Sie und auch die Justiz sind nicht unsere Referenz von Diskussion. Wir müssen uns damit beschäftigen, dass es den Menschen gut geht die gerade von Repressionsschlägen direkt betroffen sind. Dafür ist eine wichtige und große Aufgabe verantwortungsvoll für unsere gefangenen Gefährt*innen und Freund*innen zu sorgen. Eine weitere ist es auch unsere Kämpfe fortzuführen, denn Nazis sind immer noch gut organisiert und bewegen sich selbstbewusst in ihren Territorien.
Wir finden es aufgrund der uneindeutigen Öffentlichkeitsarbeit nicht leicht nachzuvollziehen, was von Lina und ihrem Umfeld gewollt ist. Wir sind uns allerdings sicher, dass ein Schüren von Mitleid, eine Inszenierung von der Betroffenen als eigentlich unschuldiges Opfer kein integrer Weg der solidarischen Unterstützung sein kann. Wenn nicht wir selbst, wer soll dann die Notwendigkeit unserer Kämpfe verteidigen?
Die Erfahrung aus vielen Repressionsfällen zeigt, dass es Menschen sehr den Rücken stärkt, wenn sie sehen, dass Kämpfe, in deren Kontext sie Repression erfahren, fortgeführt werden. Wenn in diesem Fall also weiterhin konsequent gegen Nazis und andere Autoritäre vorgegangen wird, wenn Menschen vor die Knäste ziehen, um ihre Ablehnung gegen eben jene zu demonstrieren, wenn Menschen sich weiterhin kollektiv aufeinander beziehen, dann ist das praktische Solidarität.

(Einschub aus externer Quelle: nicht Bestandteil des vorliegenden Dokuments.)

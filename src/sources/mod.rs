// src/sources/mod.rs
pub mod html_listing;
pub mod rest_json;
pub mod rss_xml;
pub mod types;

use std::sync::Arc;

use chrono::{DateTime, Utc};
use metrics::{describe_counter, describe_histogram};
use once_cell::sync::OnceCell;

use crate::config::AppConfig;
use crate::sources::html_listing::{HtmlListingAdapter, ListingSelectors};
use crate::sources::rest_json::RestJsonAdapter;
use crate::sources::rss_xml::RssAdapter;
use crate::sources::types::SourceAdapter;

/// One-time metrics registration (so series show up on /metrics).
pub(crate) fn ensure_metrics_described() {
    static ONCE: OnceCell<()> = OnceCell::new();
    ONCE.get_or_init(|| {
        describe_counter!(
            "source_articles_total",
            "Articles parsed from source adapters."
        );
        describe_counter!(
            "source_errors_total",
            "Adapter fetch/parse errors resolved to empty results."
        );
        describe_histogram!("source_parse_ms", "Adapter parse time in milliseconds.");
    });
}

/// Normalize upstream text: decode HTML entities, strip tags, collapse
/// whitespace, trim. Feed titles and descriptions routinely carry markup.
pub fn normalize_text(s: &str) -> String {
    let mut out = html_escape::decode_html_entities(s).to_string();

    static RE_TAGS: OnceCell<regex::Regex> = OnceCell::new();
    let re_tags = RE_TAGS.get_or_init(|| regex::Regex::new(r"(?is)</?[^>]+>").unwrap());
    out = re_tags.replace_all(&out, " ").to_string();

    static RE_WS: OnceCell<regex::Regex> = OnceCell::new();
    let re_ws = RE_WS.get_or_init(|| regex::Regex::new(r"\s+").unwrap());
    out = re_ws.replace_all(&out, " ").to_string();

    out.trim().to_string()
}

/// Parse a feed timestamp: RFC2822 (`pubDate`, including the `GMT`-style
/// obsolete zones real feeds carry) first, RFC3339 as fallback. `None` when
/// the string parses as neither; callers default to "now".
pub fn parse_feed_date(ts: &str) -> Option<DateTime<Utc>> {
    let trimmed = ts.trim();
    DateTime::parse_from_rfc2822(trimmed)
        .or_else(|_| DateTime::parse_from_rfc3339(trimmed))
        .ok()
        .map(|dt| dt.with_timezone(&Utc))
}

/// The production source set: one REST/JSON API, two RSS feeds, one HTML
/// listing page. Sources missing credentials degrade to empty results at
/// fetch time rather than being excluded here.
pub fn default_adapters(
    cfg: &AppConfig,
    client: &reqwest::Client,
) -> Vec<Arc<dyn SourceAdapter>> {
    vec![
        Arc::new(RestJsonAdapter::new(
            "GNews",
            "https://gnews.io/api/v4/top-headlines",
            cfg.news_api_key.clone(),
            client.clone(),
        )),
        Arc::new(
            RssAdapter::from_url(
                "BBC News",
                "https://feeds.bbci.co.uk/news/rss.xml",
                client.clone(),
            )
            .with_category_feed(
                "technology",
                "https://feeds.bbci.co.uk/news/technology/rss.xml",
            )
            .with_category_feed(
                "business",
                "https://feeds.bbci.co.uk/news/business/rss.xml",
            )
            .with_category_feed(
                "science",
                "https://feeds.bbci.co.uk/news/science_and_environment/rss.xml",
            )
            .with_category_feed("health", "https://feeds.bbci.co.uk/news/health/rss.xml"),
        ),
        Arc::new(RssAdapter::from_url(
            "The Guardian",
            "https://www.theguardian.com/world/rss",
            client.clone(),
        )),
        Arc::new(HtmlListingAdapter::new(
            "CNN Lite",
            "https://lite.cnn.com",
            ListingSelectors {
                entry: ".card--lite a[href]".to_string(),
                title: None,
                image: None,
            },
            client.clone(),
        )),
    ]
}

#[cfg(test)]
mod tests {
    use super::*;

    #[test]
    fn normalize_text_decodes_strips_and_collapses() {
        let s = "  <b>Hello&nbsp;&nbsp;world</b>\n &ldquo;ok&rdquo;  ";
        assert_eq!(normalize_text(s), "Hello world \u{201C}ok\u{201D}");
    }

    #[test]
    fn normalize_text_drops_multiline_markup() {
        let s = "Breaking:<br/>markets <a\nhref=\"x\">rally</a>";
        assert_eq!(normalize_text(s), "Breaking: markets rally");
    }

    #[test]
    fn feed_dates_parse_both_common_formats() {
        let rfc2822 = parse_feed_date("Tue, 05 Aug 2025 09:30:00 GMT").expect("rfc2822");
        assert_eq!(rfc2822.timestamp(), 1_754_386_200);

        let rfc3339 = parse_feed_date("2025-08-05T09:30:00Z").expect("rfc3339");
        assert_eq!(rfc3339, rfc2822);

        assert!(parse_feed_date("next Tuesday-ish").is_none());
        assert!(parse_feed_date("").is_none());
    }
}
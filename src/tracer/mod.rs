pub mod event;
pub mod parse;
pub mod source;
pub mod stats;

#[cfg(feature = "bpf")]
pub mod bpf;

use thiserror::Error;

use self::event::RawEventRecord;
use self::parse::ParseError;

/// Unrecoverable failure reading raw records.
///
/// The assembler stops on any of these; resuming requires re-establishing the
/// capture mechanism, which is the caller's decision.
#[derive(Error, Debug)]
pub enum SourceError {
    #[error("reading event source")]
    Io(#[from] std::io::Error),

    #[error("malformed raw record")]
    Malformed(#[from] ParseError),

    #[error("event producer terminated")]
    ProducerTerminated,
}

impl SourceError {
    /// Short label for metrics and logs.
    pub const fn kind(&self) -> &'static str {
        match self {
            Self::Io(_) => "io",
            Self::Malformed(_) => "malformed",
            Self::ProducerTerminated => "producer_terminated",
        }
    }
}

/// Narrow read interface over the raw capture buffer.
///
/// Implementations are fed by uncoordinated producers and read by exactly one
/// consumer. Ordering holds only per producer; arrival order is all a reader sees.
pub trait EventSource: Send {
    /// Returns the source's name for logging.
    fn name(&self) -> &str;

    /// Wait for the next record. There is no timeout: this resolves only when a
    /// record arrives or the source fails.
    ///
    /// Must be cancel safe: dropping the future before it resolves loses no
    /// record.
    fn recv(
        &mut self,
    ) -> impl std::future::Future<Output = Result<RawEventRecord, SourceError>> + Send;

    /// Records dropped at the boundary because the buffer was full, if the
    /// source keeps such a counter.
    fn dropped(&self) -> Option<u64>;
}
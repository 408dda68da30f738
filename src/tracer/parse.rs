//! Decoding of raw BPF ring buffer samples.
//!
//! Turns byte slices from the ring buffer into [`RawEventRecord`] values. The
//! record length is checked once at entry: a sample of any other size means
//! the probe object and this parser disagree on the layout.

use thiserror::Error;

use super::event::{Comm, Direction, RawEventRecord, COMM_LEN, MAX_BUF_LEN};

// Field offsets of `struct tty_event` in `bpf/include/parrotty.h`.
const RAWTIME_OFFSET: usize = 0;
const CGID_OFFSET: usize = 8;
const INODE_OFFSET: usize = 16;
const PIDTGID_OFFSET: usize = 24;
const NSID_OFFSET: usize = 32;
const COMM_OFFSET: usize = 40;
const BUF_OFFSET: usize = COMM_OFFSET + COMM_LEN;
const LEN_OFFSET: usize = BUF_OFFSET + MAX_BUF_LEN;
const DIRECTION_OFFSET: usize = LEN_OFFSET + 4;

/// Size in bytes of one record as submitted by the probe.
pub const RECORD_SIZE: usize = DIRECTION_OFFSET + 4;

/// Errors that can occur while decoding a record.
#[derive(Error, Debug, Clone, PartialEq, Eq)]
pub enum ParseError {
    #[error("record size mismatch: {size} bytes, expected {RECORD_SIZE}")]
    SizeMismatch { size: usize },

    #[error("record length field {len} exceeds buffer capacity {MAX_BUF_LEN}")]
    LengthOverflow { len: u32 },

    #[error("invalid direction value {raw}")]
    InvalidDirection { raw: i32 },
}

impl ParseError {
    /// Short label for metrics and logs.
    pub const fn kind(&self) -> &'static str {
        match self {
            Self::SizeMismatch { .. } => "size_mismatch",
            Self::LengthOverflow { .. } => "length_overflow",
            Self::InvalidDirection { .. } => "invalid_direction",
        }
    }
}

/// Parse a raw ring buffer sample into a [`RawEventRecord`].
///
/// Only the first `len` bytes of the captured buffer are kept; the remainder of
/// the page is probe scratch space.
pub fn parse_record(data: &[u8]) -> Result<RawEventRecord, ParseError> {
    if data.len() != RECORD_SIZE {
        return Err(ParseError::SizeMismatch { size: data.len() });
    }

    let len = read_u32_le(data, LEN_OFFSET);
    let len_usize = len as usize;
    if len_usize > MAX_BUF_LEN {
        return Err(ParseError::LengthOverflow { len });
    }

    let direction_raw = read_i32_le(data, DIRECTION_OFFSET);
    let direction = Direction::from_raw(direction_raw).ok_or(ParseError::InvalidDirection {
        raw: direction_raw,
    })?;

    let buf = data
        .get(BUF_OFFSET..BUF_OFFSET + len_usize)
        .map(<[u8]>::to_vec)
        .unwrap_or_default();

    Ok(RawEventRecord {
        rawtime: read_u64_le(data, RAWTIME_OFFSET),
        cgid: read_u64_le(data, CGID_OFFSET),
        inode: read_u64_le(data, INODE_OFFSET),
        pidtgid: read_u64_le(data, PIDTGID_OFFSET),
        nsid: read_u64_le(data, NSID_OFFSET),
        comm: Comm::from_raw(read_fixed::<COMM_LEN>(data, COMM_OFFSET)),
        buf,
        direction,
    })
}

/// Encode a record into the probe's wire layout.
///
/// The inverse of [`parse_record`]; userland producers use it to feed records
/// through the same path as the kernel probe. A `buf` longer than the wire
/// field is rejected rather than cut.
pub fn encode_record(record: &RawEventRecord) -> Result<Vec<u8>, ParseError> {
    if record.buf.len() > MAX_BUF_LEN {
        return Err(ParseError::LengthOverflow {
            len: u32::try_from(record.buf.len()).unwrap_or(u32::MAX),
        });
    }

    let mut out = vec![0u8; RECORD_SIZE];
    write_bytes(&mut out, RAWTIME_OFFSET, &record.rawtime.to_le_bytes());
    write_bytes(&mut out, CGID_OFFSET, &record.cgid.to_le_bytes());
    write_bytes(&mut out, INODE_OFFSET, &record.inode.to_le_bytes());
    write_bytes(&mut out, PIDTGID_OFFSET, &record.pidtgid.to_le_bytes());
    write_bytes(&mut out, NSID_OFFSET, &record.nsid.to_le_bytes());
    write_bytes(&mut out, COMM_OFFSET, record.comm.raw());

    write_bytes(&mut out, BUF_OFFSET, &record.buf);
    write_bytes(&mut out, LEN_OFFSET, &(record.buf.len() as u32).to_le_bytes());
    write_bytes(
        &mut out,
        DIRECTION_OFFSET,
        &i32::from(record.direction as u8).to_le_bytes(),
    );
    Ok(out)
}

// ---------------------------------------------------------------------------
// Byte-reading helpers (no indexing, no panics)
// ---------------------------------------------------------------------------

#[inline(always)]
fn read_u32_le(data: &[u8], offset: usize) -> u32 {
    u32::from_le_bytes(read_fixed::<4>(data, offset))
}

#[inline(always)]
fn read_i32_le(data: &[u8], offset: usize) -> i32 {
    i32::from_le_bytes(read_fixed::<4>(data, offset))
}

#[inline(always)]
fn read_u64_le(data: &[u8], offset: usize) -> u64 {
    u64::from_le_bytes(read_fixed::<8>(data, offset))
}

#[inline(always)]
fn read_fixed<const N: usize>(data: &[u8], offset: usize) -> [u8; N] {
    let mut out = [0u8; N];
    if let Some(src) = data.get(offset..offset + N) {
        out.copy_from_slice(src);
    }
    out
}

fn write_bytes(out: &mut [u8], offset: usize, bytes: &[u8]) {
    if let Some(dst) = out.get_mut(offset..offset + bytes.len()) {
        dst.copy_from_slice(bytes);
    }
}
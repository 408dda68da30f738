use std::path::Path;
use std::time::Duration;

use anyhow::{bail, Context, Result};
use serde::Deserialize;

use crate::clock::{DRIFT_THRESHOLD_NS, REFRESH_INTERVAL_NS};
use crate::sink::STDOUT_PATH;

const PAGE_SIZE: usize = 4096;

/// Top-level configuration for the parrotty tracer.
#[derive(Debug, Deserialize)]
pub struct Config {
    /// Logging verbosity (debug, info, warn, error). Default: "info".
    #[serde(default = "default_log_level")]
    pub log_level: String,

    /// BPF ring buffer size in bytes. Default: 1MB.
    #[serde(default = "default_ring_buffer_size")]
    pub ring_buffer_size: usize,

    /// How often per-direction event counts are logged. Default: 60s.
    #[serde(default = "default_stats_interval", with = "humantime_serde")]
    pub stats_interval: Duration,

    /// Where and how events are written.
    #[serde(default)]
    pub output: OutputConfig,

    /// Monotonic to wall-clock conversion tuning.
    #[serde(default)]
    pub calibration: CalibrationConfig,

    /// Prometheus health metrics server configuration.
    #[serde(default)]
    pub health: HealthConfig,
}

/// Event output configuration.
#[derive(Debug, Clone, Deserialize)]
pub struct OutputConfig {
    /// File to append events to, or "-" for stdout. Default: "-".
    #[serde(default = "default_output_path")]
    pub path: String,

    /// Rendering format. Default: text.
    #[serde(default)]
    pub format: OutputFormat,

    /// Flush after every event. Default: true.
    #[serde(default = "default_true")]
    pub flush_each_event: bool,
}

/// Event rendering format.
#[derive(Debug, Clone, Copy, Default, PartialEq, Eq, Deserialize)]
#[serde(rename_all = "lowercase")]
pub enum OutputFormat {
    /// Header line plus byte-literal payload line.
    #[default]
    Text,
    /// One JSON object per line.
    Json,
}

/// Clock calibration configuration.
#[derive(Debug, Clone, Deserialize)]
pub struct CalibrationConfig {
    /// Recalibrate when the estimate diverges by more than this. Default: 1ms.
    #[serde(default = "default_drift_threshold", with = "humantime_serde")]
    pub drift_threshold: Duration,

    /// Recalibrate when the anchor is older than this. Default: 60s.
    #[serde(default = "default_refresh_interval", with = "humantime_serde")]
    pub refresh_interval: Duration,
}

impl CalibrationConfig {
    pub fn drift_threshold_ns(&self) -> u64 {
        duration_ns(self.drift_threshold)
    }

    pub fn refresh_interval_ns(&self) -> u64 {
        duration_ns(self.refresh_interval)
    }
}

/// Health metrics server configuration.
#[derive(Debug, Clone, Deserialize)]
pub struct HealthConfig {
    /// Serve /metrics and /healthz. Default: true.
    #[serde(default = "default_true")]
    pub enabled: bool,

    /// Listen address. Default: ":9090".
    #[serde(default = "default_health_addr")]
    pub addr: String,
}

// --- Serde default functions ---

fn default_log_level() -> String {
    "info".to_string()
}

fn default_ring_buffer_size() -> usize {
    256 * PAGE_SIZE
}

fn default_stats_interval() -> Duration {
    Duration::from_secs(60)
}

fn default_output_path() -> String {
    STDOUT_PATH.to_string()
}

fn default_drift_threshold() -> Duration {
    Duration::from_nanos(DRIFT_THRESHOLD_NS)
}

fn default_refresh_interval() -> Duration {
    Duration::from_nanos(REFRESH_INTERVAL_NS)
}

fn default_true() -> bool {
    true
}

fn default_health_addr() -> String {
    ":9090".to_string()
}

fn duration_ns(d: Duration) -> u64 {
    u64::try_from(d.as_nanos()).unwrap_or(u64::MAX)
}

// --- Default trait impls ---

impl Default for Config {
    fn default() -> Self {
        Self {
            log_level: default_log_level(),
            ring_buffer_size: default_ring_buffer_size(),
            stats_interval: default_stats_interval(),
            output: OutputConfig::default(),
            calibration: CalibrationConfig::default(),
            health: HealthConfig::default(),
        }
    }
}

impl Default for OutputConfig {
    fn default() -> Self {
        Self {
            path: default_output_path(),
            format: OutputFormat::default(),
            flush_each_event: true,
        }
    }
}

impl Default for CalibrationConfig {
    fn default() -> Self {
        Self {
            drift_threshold: default_drift_threshold(),
            refresh_interval: default_refresh_interval(),
        }
    }
}

impl Default for HealthConfig {
    fn default() -> Self {
        Self {
            enabled: true,
            addr: default_health_addr(),
        }
    }
}

// --- Validation and loading ---

impl Config {
    /// Load configuration from a YAML file.
    pub fn load(path: &Path) -> Result<Self> {
        let data = std::fs::read_to_string(path)
            .with_context(|| format!("reading config file {}", path.display()))?;

        let cfg: Config = serde_yaml::from_str(&data)
            .with_context(|| format!("parsing config file {}", path.display()))?;

        cfg.validate()?;

        Ok(cfg)
    }

    /// Validate the configuration for consistency.
    pub fn validate(&self) -> Result<()> {
        if self.ring_buffer_size == 0 {
            bail!("ring_buffer_size must be positive");
        }

        if !self.ring_buffer_size.is_power_of_two() || self.ring_buffer_size % PAGE_SIZE != 0 {
            bail!(
                "ring_buffer_size must be a power of two and a multiple of {PAGE_SIZE}, got {}",
                self.ring_buffer_size
            );
        }

        if u32::try_from(self.ring_buffer_size).is_err() {
            bail!("ring_buffer_size must fit in 32 bits");
        }

        if self.stats_interval.is_zero() {
            bail!("stats_interval must be positive");
        }

        if self.output.path.is_empty() {
            bail!("output.path is required");
        }

        if self.calibration.drift_threshold.is_zero() {
            bail!("calibration.drift_threshold must be positive");
        }

        if self.calibration.refresh_interval.is_zero() {
            bail!("calibration.refresh_interval must be positive");
        }

        if self.health.enabled && self.health.addr.is_empty() {
            bail!("health.addr is required when enabled");
        }

        Ok(())
    }
}
use std::sync::Arc;
use std::time::Duration;

use anyhow::{Context, Result};
use tokio_util::sync::CancellationToken;
use tracing::{debug, info};

use crate::assembler::{Assembler, RunSummary};
use crate::clock::{Calibrator, SystemWallClock};
use crate::config::Config;
use crate::export::health::HealthMetrics;
use crate::sink::{self, EventSink};
use crate::tracer::stats::EventStats;

#[cfg(feature = "bpf")]
use crate::tracer::bpf::BpfSource;

/// Agent orchestrates all components: probe source, assembler, sink, metrics.
pub struct Agent {
    cfg: Config,
    health: Arc<HealthMetrics>,
    captured_stats: Arc<EventStats>,
    cancel: CancellationToken,
}

impl Agent {
    /// Creates a new Agent, initializing health metrics.
    pub fn new(cfg: Config) -> Result<Self> {
        let health =
            Arc::new(HealthMetrics::new(&cfg.health.addr).context("creating health metrics")?);

        Ok(Self {
            cfg,
            health,
            captured_stats: Arc::new(EventStats::new()),
            cancel: CancellationToken::new(),
        })
    }

    /// Token that stops the event loop and background tasks when cancelled.
    pub fn cancel_token(&self) -> CancellationToken {
        self.cancel.clone()
    }

    /// Attach the probes and dispatch events until cancelled or the source fails.
    pub async fn run(&mut self) -> Result<RunSummary> {
        if self.cfg.health.enabled {
            self.health
                .start()
                .await
                .context("starting health metrics server")?;
        }

        let mut sink = sink::open(&self.cfg.output)
            .with_context(|| format!("opening output {}", self.cfg.output.path))?;
        info!(path = %self.cfg.output.path, format = ?self.cfg.output.format, "output opened");

        let calibrator = Calibrator::with_params(
            SystemWallClock,
            self.cfg.calibration.drift_threshold_ns(),
            self.cfg.calibration.refresh_interval_ns(),
        );
        let mut assembler = Assembler::with_calibrator(calibrator)
            .with_metrics(Arc::clone(&self.health))
            .with_stats(Arc::clone(&self.captured_stats));

        self.spawn_event_stats_reporter();

        self.capture(&mut assembler, sink.as_mut()).await
    }

    #[cfg(feature = "bpf")]
    async fn capture(
        &self,
        assembler: &mut Assembler,
        sink: &mut dyn EventSink,
    ) -> Result<RunSummary> {
        let ring_buf_size =
            u32::try_from(self.cfg.ring_buffer_size).context("ring_buffer_size exceeds u32")?;
        let mut source = BpfSource::attach(ring_buf_size).context("attaching tty probes")?;

        self.health
            .ringbuf_capacity_bytes
            .set(f64::from(ring_buf_size));
        self.health
            .probes_attached
            .set(f64::from(source.attachment_stats().kprobes_attached));

        info!("capturing tty events");

        let summary = assembler
            .run(&mut source, sink, self.cancel.child_token())
            .await
            .context("dispatching tty events")?;

        self.health.probes_attached.set(0.0);
        Ok(summary)
    }

    #[cfg(not(feature = "bpf"))]
    async fn capture(
        &self,
        _assembler: &mut Assembler,
        _sink: &mut dyn EventSink,
    ) -> Result<RunSummary> {
        anyhow::bail!("kernel probes unavailable: built without the `bpf` feature")
    }

    /// Gracefully stop all components.
    pub async fn stop(&mut self) -> Result<()> {
        // Signal all background tasks to stop.
        self.cancel.cancel();

        // Stop health metrics server.
        self.health.stop().await?;

        Ok(())
    }

    /// Spawn background per-direction event stats reporter.
    fn spawn_event_stats_reporter(&self) {
        let cancel = self.cancel.clone();
        let captured_stats = Arc::clone(&self.captured_stats);
        let interval = self.cfg.stats_interval;

        tokio::spawn(async move {
            let mut ticker = tokio::time::interval(interval);
            ticker.set_missed_tick_behavior(tokio::time::MissedTickBehavior::Skip);
            // The first tick completes immediately.
            ticker.tick().await;

            loop {
                tokio::select! {
                    _ = cancel.cancelled() => return,
                    _ = ticker.tick() => report_stats(&captured_stats, interval),
                }
            }
        });
    }
}

fn report_stats(stats: &EventStats, interval: Duration) {
    let snapshot = stats.snapshot();
    let total: u64 = snapshot.iter().map(|c| c.events).sum();

    if total == 0 {
        return;
    }

    info!(captured = total, interval = ?interval, "event stats");

    for count in &snapshot {
        debug!(
            direction = %count.direction,
            events = count.events,
            bytes = count.bytes,
            "  by direction",
        );
    }
}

Der Paragraph 129 ist dazu geschaffen worden Menschen zu beschnüffeln, auszuspionieren und Leute unter Druck zu setzen. Wenn wir behaupten: „ Sie/Er war es nicht“ behaupten wir im gleichen Moment „Es war jemand anderes“. Es gibt keine Notwendigkeit diese Aussage zu tätigen.
Wir wissen doch wer wir sind! Wenn wir uns im Klaren darüber sind, welche Entscheidungen wir treffen, können wir uns mit geradem Rückgrat jeder schweren Situationen stellen. Es ist super wichtig im Falle von Repression, nicht das Gefühl der Einsamkeit zu bekommen. Es ist wichtig nicht dem Eindruck zu verfallen, dass irgendwer an irgendeinem Punkt in seinem/ihrem Leben die „falsche“ Abzweigung genommen hat.
Dies können wir tun, indem wir Aktionen machen, die den Gefährt*innen ein Lächeln in ihr Gesicht zaubern, indem wir Briefe schreiben, Poster anfertigen, Infoveranstaltungen machen, zu Demos gegen Faschos aufrufen oder wie auch immer uns gerade der Kopf steht.
Es gibt keine Notwendigkeit sich von Wort und Tat zu distanzieren oder Menschen in das Licht der Unschuld zu rücken.
Wir sind Schuldig: Denn wir wollen den Staat abschaffen, wir kämpfen gegen Faschismus und für ein Leben ohne Machtstrukturen.
Freiheit und Glück für Lina, der Person auf der Flucht und allen in dem Verfahren Beschuldigten!